To do:
Only those lines in the data below from the line containing "describes its fields" through the line containing "own keys, resolves", both included, should be restated word for word.

[Saved entries]
════════════════
//! # larder-bus
//!
//! Change notifications for Larder entities.
//!
//! The bus opens a single pattern subscription on the store and runs one
//! dispatch task that hands every inbound message to the handlers registered
//! for its exact channel name, in registration order.
//!
//! ## Lifecycle
//!
//! ```text
//! Uninitialized -> Bootstrapping -> Ready <-> Reconnecting -> Disconnected
//! ```
//!
//! - **Bootstrapping**: the subscription's readiness is not observable, so
//!   [`EventBus::start`] keeps publishing a sentinel on a private channel
//!   until the dispatch task sees it come back.
//! - **Reconnecting**: when the subscription errors or closes, the task
//!   re-issues it with exponential backoff ([`ReconnectPolicy`]) and resumes
//!   dispatch. Handlers stay registered throughout.
//! - **Disconnected**: terminal. Reached on [`EventBus::shutdown`] or when
//!   the policy's attempt limit is exhausted.

pub mod bus;
pub mod config;
pub mod error;
pub mod registry;

pub use bus::{BusState, EventBus};
pub use config::{BusConfig, ReconnectPolicy, BOOTSTRAP_CHANNEL};
pub use error::{BusError, Result};
pub use registry::{Handler, Registry};
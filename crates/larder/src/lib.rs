//! # Larder
//!
//! Typed entity persistence over a key-value store, with change
//! notifications.
//!
//! An entity is a Rust struct that embeds [`Base`] and describes its fields
//! once, through [`Composite::describe`]. Larder stores it as a hash record
//! under `<type>:<id>`, keeps maps, sets and lists in their own keys, resolves
//! references to other entities on load, and can publish a message on the
//! entity's channel whenever it changes.
//!
//! ```ignore
//! #[derive(Default)]
//! struct Item {
//!     base: Base,
//!     name: String,
//!     price: f64,
//!     tags: Set,
//! }
//!
//! impl Composite for Item {
//!     fn describe(schema: SchemaBuilder<Self>) -> SchemaBuilder<Self> {
//!         schema
//!             .base()
//!             .scalar("name", |i| &i.name, |i| &mut i.name)
//!             .scalar("price", |i| &i.price, |i| &mut i.price)
//!             .set("tags", |i| &i.tags, |i| &mut i.tags)
//!     }
//! }
//!
//! impl Entity for Item {
//!     const TYPE_NAME: &'static str = "Item";
//!     fn base(&self) -> &Base { &self.base }
//!     fn base_mut(&mut self) -> &mut Base { &mut self.base }
//! }
//!
//! let larder = Larder::new(Arc::new(InMemoryKvStore::new()));
//! let mut item = Item { name: "bread".into(), price: 2.5, ..Default::default() };
//! let id = larder.create(&mut item)?;
//!
//! // Only non-zero fields are written on update.
//! larder.update(&id, &mut Item { price: 3.0, ..Default::default() })?;
//! let item: Item = larder.load(&id)?;
//! ```
//!
//! # Modules
//!
//! - [`context`]: the [`Larder`] context object
//! - [`mutation`]: create and update
//! - [`query`]: load, load into, load all
//! - [`config`]: [`LarderConfig`]
//! - [`error`]: [`LarderError`]

pub mod config;
pub mod context;
pub mod error;
pub mod mutation;
pub mod query;

#[cfg(test)]
mod fixtures;

pub use config::LarderConfig;
pub use context::Larder;
pub use error::{LarderError, Result};
pub use mutation::{CreateOptions, UpdateOptions};

pub use larder_bus::{BusConfig, BusError, BusState, EventBus, ReconnectPolicy};
pub use larder_model::{
    keys, scalar_newtype, Base, CodecError, Composite, ComputedBool, Entity, FieldKind, FieldSpec,
    Map, MapContainer, Modifier, Scalar, Schema, SchemaBuilder, Set, SetContainer, ZContains,
};
pub use larder_store::{Batch, InMemoryKvStore, KvStore, StoreError};
use bytes::Bytes;

/// A single write queued in a [`Batch`].
#[derive(Clone, Debug, PartialEq)]
pub enum Command {
    /// Set `field` of the hash at `key`.
    HSet {
        key: String,
        field: String,
        value: String,
    },
    /// Delete `key`, whatever it holds.
    Del { key: String },
    /// Append `value` to the tail of the list at `key`.
    RPush { key: String, value: String },
    /// Add `member` to the set at `key`.
    SAdd { key: String, member: String },
    /// Add or re-score `member` in the sorted set at `key`.
    ZAdd {
        key: String,
        score: f64,
        member: String,
    },
    /// Publish `payload` on `channel`.
    Publish { channel: String, payload: Bytes },
}

impl Command {
    /// The key (or channel) this command targets.
    pub fn key(&self) -> &str {
        match self {
            Command::HSet { key, .. }
            | Command::Del { key }
            | Command::RPush { key, .. }
            | Command::SAdd { key, .. }
            | Command::ZAdd { key, .. } => key,
            Command::Publish { channel, .. } => channel,
        }
    }
}

/// A precondition checked atomically before a batch is applied.
#[derive(Clone, Debug, PartialEq, Eq)]
pub enum Guard {
    /// The key must not exist.
    Absent(String),
    /// The key must exist.
    Present(String),
}

impl Guard {
    /// The key this guard inspects.
    pub fn key(&self) -> &str {
        match self {
            Guard::Absent(key) | Guard::Present(key) => key,
        }
    }
}

/// Commands queued for a single round trip.
///
/// Commands run in the order they were queued. Guards are evaluated first;
/// if any fails the backend rejects the whole batch without applying a
/// single command.
#[derive(Clone, Debug, Default, PartialEq)]
pub struct Batch {
    guards: Vec<Guard>,
    commands: Vec<Command>,
}

impl Batch {
    /// Create an empty batch.
    pub fn new() -> Self {
        Self::default()
    }

    /// Queue an arbitrary command.
    pub fn push(&mut self, command: Command) -> &mut Self {
        self.commands.push(command);
        self
    }

    pub fn hset(
        &mut self,
        key: impl Into<String>,
        field: impl Into<String>,
        value: impl Into<String>,
    ) -> &mut Self {
        self.push(Command::HSet {
            key: key.into(),
            field: field.into(),
            value: value.into(),
        })
    }

    pub fn del(&mut self, key: impl Into<String>) -> &mut Self {
        self.push(Command::Del { key: key.into() })
    }

    pub fn rpush(&mut self, key: impl Into<String>, value: impl Into<String>) -> &mut Self {
        self.push(Command::RPush {
            key: key.into(),
            value: value.into(),
        })
    }

    pub fn sadd(&mut self, key: impl Into<String>, member: impl Into<String>) -> &mut Self {
        self.push(Command::SAdd {
            key: key.into(),
            member: member.into(),
        })
    }

    pub fn zadd(
        &mut self,
        key: impl Into<String>,
        score: f64,
        member: impl Into<String>,
    ) -> &mut Self {
        self.push(Command::ZAdd {
            key: key.into(),
            score,
            member: member.into(),
        })
    }

    pub fn publish(&mut self, channel: impl Into<String>, payload: impl Into<Bytes>) -> &mut Self {
        self.push(Command::Publish {
            channel: channel.into(),
            payload: payload.into(),
        })
    }

    /// Require `key` to be absent when the batch is applied.
    pub fn require_absent(&mut self, key: impl Into<String>) -> &mut Self {
        self.guards.push(Guard::Absent(key.into()));
        self
    }

    /// Require `key` to exist when the batch is applied.
    pub fn require_present(&mut self, key: impl Into<String>) -> &mut Self {
        self.guards.push(Guard::Present(key.into()));
        self
    }

    /// Queued commands, in execution order.
    pub fn commands(&self) -> &[Command] {
        &self.commands
    }

    /// Guards evaluated before the commands run.
    pub fn guards(&self) -> &[Guard] {
        &self.guards
    }

    /// Number of queued commands (guards are not counted).
    pub fn len(&self) -> usize {
        self.commands.len()
    }

    /// Returns `true` if no commands are queued.
    pub fn is_empty(&self) -> bool {
        self.commands.is_empty()
    }

    /// Take guards and commands out of the batch, leaving it empty.
    pub fn into_parts(self) -> (Vec<Guard>, Vec<Command>) {
        (self.guards, self.commands)
    }
}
════════════════
Solution for this exercise:
//! An entity is a Rust struct that embeds [`Base`] and describes its fields
//! once, through [`Composite::describe`]. Larder stores it as a hash record
//! under `<type>:<id>`, keeps maps, sets and lists in their own keys, resolves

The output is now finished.